→ **Action item**
Lines with the word "flow" in them must be copied from the records below.

[Stored data entries]
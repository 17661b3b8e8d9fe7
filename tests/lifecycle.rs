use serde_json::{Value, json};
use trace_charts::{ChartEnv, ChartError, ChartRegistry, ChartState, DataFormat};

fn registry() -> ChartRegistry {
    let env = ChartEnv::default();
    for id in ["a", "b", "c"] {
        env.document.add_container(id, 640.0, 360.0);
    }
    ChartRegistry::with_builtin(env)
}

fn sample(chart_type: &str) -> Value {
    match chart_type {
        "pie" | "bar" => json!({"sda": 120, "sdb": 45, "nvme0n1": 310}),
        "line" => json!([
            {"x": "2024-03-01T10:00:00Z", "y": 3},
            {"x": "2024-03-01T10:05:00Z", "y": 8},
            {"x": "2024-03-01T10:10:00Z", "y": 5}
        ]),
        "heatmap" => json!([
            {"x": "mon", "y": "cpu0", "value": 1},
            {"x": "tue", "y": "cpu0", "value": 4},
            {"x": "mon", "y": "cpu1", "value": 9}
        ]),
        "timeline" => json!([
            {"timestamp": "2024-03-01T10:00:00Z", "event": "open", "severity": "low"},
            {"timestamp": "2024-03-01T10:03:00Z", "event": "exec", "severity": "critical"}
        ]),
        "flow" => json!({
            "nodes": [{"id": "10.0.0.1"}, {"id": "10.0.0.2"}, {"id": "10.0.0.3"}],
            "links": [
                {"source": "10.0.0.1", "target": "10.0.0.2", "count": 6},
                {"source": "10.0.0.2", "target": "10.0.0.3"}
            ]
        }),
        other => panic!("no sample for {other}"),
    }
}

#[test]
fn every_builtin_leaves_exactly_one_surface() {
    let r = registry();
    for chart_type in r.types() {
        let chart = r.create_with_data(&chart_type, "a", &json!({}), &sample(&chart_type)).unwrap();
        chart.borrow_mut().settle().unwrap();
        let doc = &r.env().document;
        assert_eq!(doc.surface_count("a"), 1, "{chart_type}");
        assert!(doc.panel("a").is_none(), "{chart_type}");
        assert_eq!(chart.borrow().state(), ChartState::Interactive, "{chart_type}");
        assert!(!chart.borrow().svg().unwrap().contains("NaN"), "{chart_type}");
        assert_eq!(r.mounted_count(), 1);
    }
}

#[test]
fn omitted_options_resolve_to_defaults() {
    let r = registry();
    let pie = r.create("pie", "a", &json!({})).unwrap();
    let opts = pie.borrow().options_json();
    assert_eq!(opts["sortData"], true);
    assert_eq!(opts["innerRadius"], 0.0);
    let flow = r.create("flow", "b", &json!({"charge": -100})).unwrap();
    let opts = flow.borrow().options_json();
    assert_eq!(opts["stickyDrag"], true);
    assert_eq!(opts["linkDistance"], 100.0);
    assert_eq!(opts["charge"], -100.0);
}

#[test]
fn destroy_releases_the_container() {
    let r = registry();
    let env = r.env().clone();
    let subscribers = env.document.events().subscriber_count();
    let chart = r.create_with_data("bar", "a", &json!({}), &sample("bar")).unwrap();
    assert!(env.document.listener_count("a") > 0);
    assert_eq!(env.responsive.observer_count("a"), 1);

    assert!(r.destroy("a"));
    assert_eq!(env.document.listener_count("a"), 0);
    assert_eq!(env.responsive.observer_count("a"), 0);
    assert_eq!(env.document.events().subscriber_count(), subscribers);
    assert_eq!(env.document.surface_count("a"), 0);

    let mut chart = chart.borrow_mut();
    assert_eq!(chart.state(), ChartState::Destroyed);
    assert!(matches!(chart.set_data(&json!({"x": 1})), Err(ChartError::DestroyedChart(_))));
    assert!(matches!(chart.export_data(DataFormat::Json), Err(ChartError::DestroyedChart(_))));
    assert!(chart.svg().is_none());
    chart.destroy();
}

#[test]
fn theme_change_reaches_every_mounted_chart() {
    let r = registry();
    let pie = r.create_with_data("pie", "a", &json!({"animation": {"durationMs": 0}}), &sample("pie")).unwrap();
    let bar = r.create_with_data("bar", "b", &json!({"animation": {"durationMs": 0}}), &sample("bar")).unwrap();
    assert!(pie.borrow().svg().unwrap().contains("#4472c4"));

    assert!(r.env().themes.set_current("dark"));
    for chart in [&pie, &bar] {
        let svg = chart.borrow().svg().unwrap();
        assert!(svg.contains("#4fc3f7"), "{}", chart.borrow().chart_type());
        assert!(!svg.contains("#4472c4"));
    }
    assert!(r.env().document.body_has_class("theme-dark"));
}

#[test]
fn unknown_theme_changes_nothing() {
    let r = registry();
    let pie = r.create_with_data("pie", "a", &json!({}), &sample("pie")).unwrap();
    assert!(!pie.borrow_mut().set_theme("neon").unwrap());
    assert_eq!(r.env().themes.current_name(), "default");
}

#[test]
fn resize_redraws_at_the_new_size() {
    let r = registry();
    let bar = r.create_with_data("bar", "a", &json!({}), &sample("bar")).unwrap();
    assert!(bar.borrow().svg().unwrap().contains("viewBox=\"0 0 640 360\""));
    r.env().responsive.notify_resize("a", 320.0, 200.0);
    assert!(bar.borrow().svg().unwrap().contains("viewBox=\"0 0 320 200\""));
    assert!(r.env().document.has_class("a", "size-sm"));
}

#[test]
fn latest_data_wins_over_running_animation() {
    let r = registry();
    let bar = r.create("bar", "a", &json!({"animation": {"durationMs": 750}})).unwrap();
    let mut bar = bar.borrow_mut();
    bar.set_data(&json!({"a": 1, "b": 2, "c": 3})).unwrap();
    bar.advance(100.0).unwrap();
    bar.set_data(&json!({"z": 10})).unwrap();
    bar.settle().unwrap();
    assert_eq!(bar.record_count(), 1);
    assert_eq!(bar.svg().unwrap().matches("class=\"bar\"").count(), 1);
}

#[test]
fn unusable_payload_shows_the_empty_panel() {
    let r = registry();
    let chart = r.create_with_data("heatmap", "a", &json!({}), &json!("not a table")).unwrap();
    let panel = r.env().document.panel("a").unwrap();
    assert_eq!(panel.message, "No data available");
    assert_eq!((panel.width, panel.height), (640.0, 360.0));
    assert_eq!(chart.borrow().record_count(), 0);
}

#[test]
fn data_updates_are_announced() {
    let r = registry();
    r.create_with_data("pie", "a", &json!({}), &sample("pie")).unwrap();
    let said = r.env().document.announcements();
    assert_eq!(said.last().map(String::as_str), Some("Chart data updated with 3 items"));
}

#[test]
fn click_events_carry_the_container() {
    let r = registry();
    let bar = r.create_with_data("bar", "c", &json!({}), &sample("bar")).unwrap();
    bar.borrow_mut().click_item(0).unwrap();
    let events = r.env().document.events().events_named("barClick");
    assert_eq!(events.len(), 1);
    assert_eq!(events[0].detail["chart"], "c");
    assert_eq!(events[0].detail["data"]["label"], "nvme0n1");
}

→ **Answer to the exercise**
        "flow" => json!({
    let flow = r.create("flow", "b", &json!({"charge": -100})).unwrap();
    let opts = flow.borrow().options_json();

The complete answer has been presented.